In un'assolata e calda domenica di tardissima primavera, prima di gustare un paradisiaco sushi dal mio ristorante giapponese preferito di Roma, Shiroya, io e S. decidiamo di andare a vedere la retrospettiva su Gianni Berengo Gardin in corso al MAXXI dal titolo "L'occhio come mestiere".
La mostra è allestita negli spazi dell'extra MAXXI, in pratica l'edificio di fronte a quello principale del museo, dove mi era capitato in passato di vedere una bella mostra su Zerocalcare.
All'ingresso della grande sala del primo piano un po' di notizie biografiche su Berengo Gardin e un'introduzione alla mostra; inoltre grandi foto del suo studio fotografico e la possibilità di scaricare un podcast in cui le foto vengono raccontate dalla voce dello stesso fotografo.
La sala è poi suddivisa con pannelli per costruire un percorso attraverso le fotografie esposte, percorso articolato in linea di massima in ordine cronologico, ma anche raggruppando le foto in parte per luoghi e in parte per progetti. L'insieme delle fotografie esposte è "incorniciato" da quelle dedicate alla città di Venezia, che per il fotografo è il luogo del cuore.
Sulla parete di fondo, su appositi espositori, sono sistemati tutti i libri fotografici di Berengo Gardin, e fa davvero impressione vederli tutti insieme, tantissimi, a testimonianza di una lunga vita interamente dedicata alla fotografia.
Il percorso espositivo riesce a raccontare - soprattutto a chi lo conosce poco - le tante anime del fotografo, i suoi lavori, i reportage, i luoghi - tutto rigorosamente in bianco e nero - mostrando al contempo la coerenza di fondo del suo sguardo fotografico che dà unitarietà a tutto il corpus. Com'è tipico delle retrospettive dedicate a fotografi che hanno privilegiato il reportage, di ognuno dei lavori di Berengo Gardin ci sono soltanto degli assaggi, estrapolati da una narrazione più ampia, ma già questi assaggi sono sufficienti a mettere in evidenza la qualità di osservazione del fotografo.

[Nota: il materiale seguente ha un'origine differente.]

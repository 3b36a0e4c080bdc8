//! Output rows and formatting for listings.

use std::io::{self, Write};

use chrono::SecondsFormat;
use colored::Colorize;
use serde::Serialize;

use zlf_protocol::{
    DecodeError, Direction, HeaderType, HomeId, LogicalDataFrame, MacHeader, Record,
};

use crate::context::OutputFormat;

/// A listing row that can be rendered in every output format.
pub(crate) trait Row: Serialize {
    const CSV_HEADER: &'static str;

    fn table_header() -> String;
    fn table_line(&self) -> String;
    fn csv_line(&self) -> String;
}

/// Uppercase hex without separators.
pub(crate) fn hex_upper(bytes: &[u8]) -> String {
    hex::encode_upper(bytes)
}

fn opt<T: ToString>(value: Option<T>) -> String {
    value.map(|v| v.to_string()).unwrap_or_default()
}

fn dash<T: ToString>(value: Option<T>) -> String {
    value.map(|v| v.to_string()).unwrap_or_else(|| "-".to_string())
}

#[derive(Debug, Clone, Serialize)]
pub(crate) struct RecordRow {
    pub index: usize,
    pub time: String,
    pub direction: Direction,
    pub session: u8,
    pub kind: String,
    pub length: usize,
    pub payload: String,
}

impl RecordRow {
    pub fn new(index: usize, record: &Record) -> Self {
        RecordRow {
            index,
            time: record
                .timestamp
                .to_rfc3339_opts(SecondsFormat::Millis, true),
            direction: record.direction,
            session: record.session,
            kind: record.kind().to_string(),
            length: record.payload.len(),
            payload: hex_upper(&record.payload),
        }
    }
}

impl Row for RecordRow {
    const CSV_HEADER: &'static str = "index,time,direction,session,kind,length,payload";

    fn table_header() -> String {
        format!(
            "{:<6} {:<24} {:<9} {:<4} {:<14} {:>5}  {}",
            "#", "Time", "Dir", "Sess", "Kind", "Len", "Payload"
        )
    }

    fn table_line(&self) -> String {
        let payload: String = self.payload.chars().take(48).collect();
        let ellipsis = if self.payload.len() > 48 { "..." } else { "" };
        format!(
            "{:<6} {:<24} {:<9} {:<4} {:<14} {:>5}  {}{}",
            self.index,
            self.time,
            self.direction.to_string(),
            self.session,
            self.kind,
            self.length,
            payload,
            ellipsis
        )
    }

    fn csv_line(&self) -> String {
        format!(
            "{},{},{},{},{},{},{}",
            self.index,
            self.time,
            self.direction,
            self.session,
            self.kind,
            self.length,
            self.payload
        )
    }
}

#[derive(Debug, Clone, Serialize)]
pub(crate) struct FrameRow {
    pub index: usize,
    pub time: String,
    pub direction: Direction,
    pub session: u8,
    pub records: usize,
    pub frame_type: String,
    pub channel: u8,
    pub rate: Option<String>,
    pub region: u8,
    pub rssi: String,
    pub home_id: Option<HomeId>,
    pub source: Option<u8>,
    pub destination: Option<u8>,
    pub header_type: Option<HeaderType>,
    pub sequence: Option<u8>,
    pub checksum: Option<String>,
    pub checksum_ok: bool,
    pub mpdu: String,
}

impl FrameRow {
    /// Decode a logical frame into a row.
    ///
    /// Fails when the radio payload is structurally invalid. A MAC header that
    /// does not decode only leaves the header columns empty.
    pub fn new(index: usize, frame: &LogicalDataFrame) -> Result<Self, DecodeError> {
        let radio = frame.radio_frame()?;
        let mac: Option<MacHeader> = radio.mac_header().ok();
        let checksum_width = radio.checksum_kind().len() * 2;

        Ok(FrameRow {
            index,
            time: frame
                .timestamp()
                .to_rfc3339_opts(SecondsFormat::Millis, true),
            direction: frame.direction(),
            session: frame.session(),
            records: frame.records().len(),
            frame_type: radio.frame_type.to_string(),
            channel: radio.channel,
            rate: radio.data_rate().map(|r| r.label().to_string()),
            region: radio.region,
            rssi: radio.rssi().to_string(),
            home_id: radio.home_id,
            source: radio.source_node_id,
            destination: radio.destination_node_id,
            header_type: mac.map(|h| h.frame_control.header_type()),
            sequence: mac.map(|h| h.frame_control.sequence_number()),
            checksum: radio
                .checksum
                .map(|c| format!("{:0width$X}", c, width = checksum_width)),
            checksum_ok: radio.checksum_ok,
            mpdu: hex_upper(&radio.payload),
        })
    }
}

impl Row for FrameRow {
    const CSV_HEADER: &'static str = "index,time,direction,session,records,frame_type,channel,rate,region,rssi,home_id,source,destination,header_type,sequence,checksum,checksum_ok,mpdu";

    fn table_header() -> String {
        format!(
            "{:<6} {:<24} {:<9} {:<9} {:<2} {:<4} {:<7} {:<8} {:>3} {:>3} {:<10} {:>3} {:<6}  {}",
            "#", "Time", "Dir", "Type", "Ch", "Rate", "RSSI", "HomeId", "Src", "Dst", "Header",
            "Seq", "CS", "OK"
        )
    }

    fn table_line(&self) -> String {
        let verdict = if self.checksum_ok {
            "OK".green()
        } else {
            "BAD".red()
        };
        format!(
            "{:<6} {:<24} {:<9} {:<9} {:<2} {:<4} {:<7} {:<8} {:>3} {:>3} {:<10} {:>3} {:<6}  {}",
            self.index,
            self.time,
            self.direction.to_string(),
            self.frame_type,
            self.channel,
            dash(self.rate.as_deref()),
            self.rssi,
            dash(self.home_id),
            dash(self.source),
            dash(self.destination),
            dash(self.header_type),
            dash(self.sequence),
            dash(self.checksum.as_deref()),
            verdict
        )
    }

    fn csv_line(&self) -> String {
        format!(
            "{},{},{},{},{},{},{},{},{},{},{},{},{},{},{},{},{},{}",
            self.index,
            self.time,
            self.direction,
            self.session,
            self.records,
            self.frame_type,
            self.channel,
            opt(self.rate.as_deref()),
            self.region,
            self.rssi,
            opt(self.home_id),
            opt(self.source),
            opt(self.destination),
            opt(self.header_type),
            opt(self.sequence),
            opt(self.checksum.as_deref()),
            self.checksum_ok,
            self.mpdu
        )
    }
}

/// Writes rows in the selected format as they arrive.
pub(crate) struct Printer<W> {
    out: W,
    format: OutputFormat,
    rows: usize,
}

impl<W: Write> Printer<W> {
    pub fn new(out: W, format: OutputFormat) -> Self {
        Printer {
            out,
            format,
            rows: 0,
        }
    }

    pub fn begin<R: Row>(&mut self) -> io::Result<()> {
        match self.format {
            OutputFormat::Table => {
                let header = R::table_header();
                writeln!(self.out, "{}", header)?;
                writeln!(self.out, "{}", "-".repeat(header.len()))
            }
            OutputFormat::Csv => writeln!(self.out, "{}", R::CSV_HEADER),
            OutputFormat::Json => Ok(()),
        }
    }

    pub fn row<R: Row>(&mut self, row: &R) -> io::Result<()> {
        match self.format {
            OutputFormat::Table => writeln!(self.out, "{}", row.table_line())?,
            OutputFormat::Csv => writeln!(self.out, "{}", row.csv_line())?,
            OutputFormat::Json => {
                serde_json::to_writer(&mut self.out, row)?;
                writeln!(self.out)?;
            }
        }
        self.rows += 1;
        self.out.flush()
    }

    pub fn finish(&mut self, noun: &str) -> io::Result<()> {
        if self.format == OutputFormat::Table {
            writeln!(self.out, "\nTotal: {} {}", self.rows, noun)?;
        }
        self.out.flush()
    }

    #[cfg(test)]
    pub fn into_inner(self) -> W {
        self.out
    }
}

#[cfg(test)]
mod tests {
    use super::*;
    use zlf_protocol::decode_record;

    const ENVELOPE_100K: &str =
        "41f1d75c4369dd8801170000002101000002003221030dc4a815cd0141040d0a8408ec85fe";
    const ENVELOPE_40K: &str =
        "c98274d94369dd8801140000002101000021003121030ac4a815cd0113010a0654fe";

    fn record(s: &str) -> Record {
        decode_record(&hex::decode(s).unwrap()).unwrap()
    }

    fn frame(s: &str) -> LogicalDataFrame {
        LogicalDataFrame::new(vec![record(s)]).unwrap()
    }

    fn render<R: Row>(format: OutputFormat, rows: &[R], noun: &str) -> String {
        let mut printer = Printer::new(Vec::new(), format);
        printer.begin::<R>().unwrap();
        for row in rows {
            printer.row(row).unwrap();
        }
        printer.finish(noun).unwrap();
        String::from_utf8(printer.into_inner()).unwrap()
    }

    #[test]
    fn test_record_row() {
        let row = RecordRow::new(0, &record(ENVELOPE_100K));
        assert_eq!(row.time, "2025-03-22T13:13:39.785Z");
        assert_eq!(row.kind, "data");
        assert_eq!(row.length, 23);
        assert!(row.payload.starts_with("2101000002"));
        assert_eq!(
            row.csv_line(),
            format!("0,2025-03-22T13:13:39.785Z,inbound,1,data,23,{}", row.payload)
        );
    }

    #[test]
    fn test_frame_row_100k() {
        let row = FrameRow::new(3, &frame(ENVELOPE_100K)).unwrap();
        assert_eq!(row.frame_type, "Data");
        assert_eq!(row.rate.as_deref(), Some("100K"));
        assert_eq!(row.rssi, "50 dBm");
        assert_eq!(row.home_id.unwrap().to_string(), "C4A815CD");
        assert_eq!(row.source, Some(1));
        assert_eq!(row.destination, Some(10));
        assert_eq!(row.header_type, Some(HeaderType::Singlecast));
        assert_eq!(row.checksum.as_deref(), Some("EC85"));
        assert!(row.checksum_ok);
        assert_eq!(row.mpdu, "C4A815CD0141040D0A8408");
    }

    #[test]
    fn test_frame_row_40k() {
        let row = FrameRow::new(0, &frame(ENVELOPE_40K)).unwrap();
        assert_eq!(row.channel, 1);
        assert_eq!(row.rate.as_deref(), Some("40K"));
        assert_eq!(row.header_type, Some(HeaderType::Ack));
        assert_eq!(row.checksum.as_deref(), Some("54"));
        assert!(row.checksum_ok);
    }

    #[test]
    fn test_json_lines() {
        let rows = vec![
            FrameRow::new(0, &frame(ENVELOPE_100K)).unwrap(),
            FrameRow::new(1, &frame(ENVELOPE_40K)).unwrap(),
        ];
        let text = render(OutputFormat::Json, &rows, "frames");
        let lines: Vec<&str> = text.lines().collect();
        assert_eq!(lines.len(), 2);

        let value: serde_json::Value = serde_json::from_str(lines[0]).unwrap();
        assert_eq!(value["home_id"], "C4A815CD");
        assert_eq!(value["destination"], 10);
        assert_eq!(value["direction"], "inbound");
        assert_eq!(value["header_type"], "singlecast");
        assert_eq!(value["checksum_ok"], true);
    }

    #[test]
    fn test_table_and_csv() {
        let rows = vec![RecordRow::new(0, &record(ENVELOPE_40K))];

        let table = render(OutputFormat::Table, &rows, "records");
        assert!(table.starts_with(&RecordRow::table_header()));
        assert!(table.contains("inbound"));
        assert!(table.trim_end().ends_with("Total: 1 records"));

        let csv = render(OutputFormat::Csv, &rows, "records");
        let mut lines = csv.lines();
        assert_eq!(lines.next(), Some(RecordRow::CSV_HEADER));
        assert!(lines.next().unwrap().starts_with("0,"));
        assert_eq!(lines.next(), None);
    }
}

Man mano che guardavo le sue foto, riconoscendone tante, dalle più famose a quelle meno note, mi è tornata in mente l'intervista video pubblicata da Contrasto in una serie di DVD dal titolo La fotografia italiana, in cui Berengo Gardin racconta i retroscena e i contesti di molte foto, nonché le circostanze in cui sono nati alcuni dei suoi lavori più famosi. Ci parla del suo immenso archivio fotografico e dell'immane lavoro di manutenzione che comporta. E in questo chiacchierare mette a nudo il suo modo di essere, assertivo e umile al contempo. Una figura che non risulta in alcun modo respingente, e che anzi ancora di più ci fa apprezzare le sue fotografie.
Una mostra che è un piacere per gli occhi e per l'anima.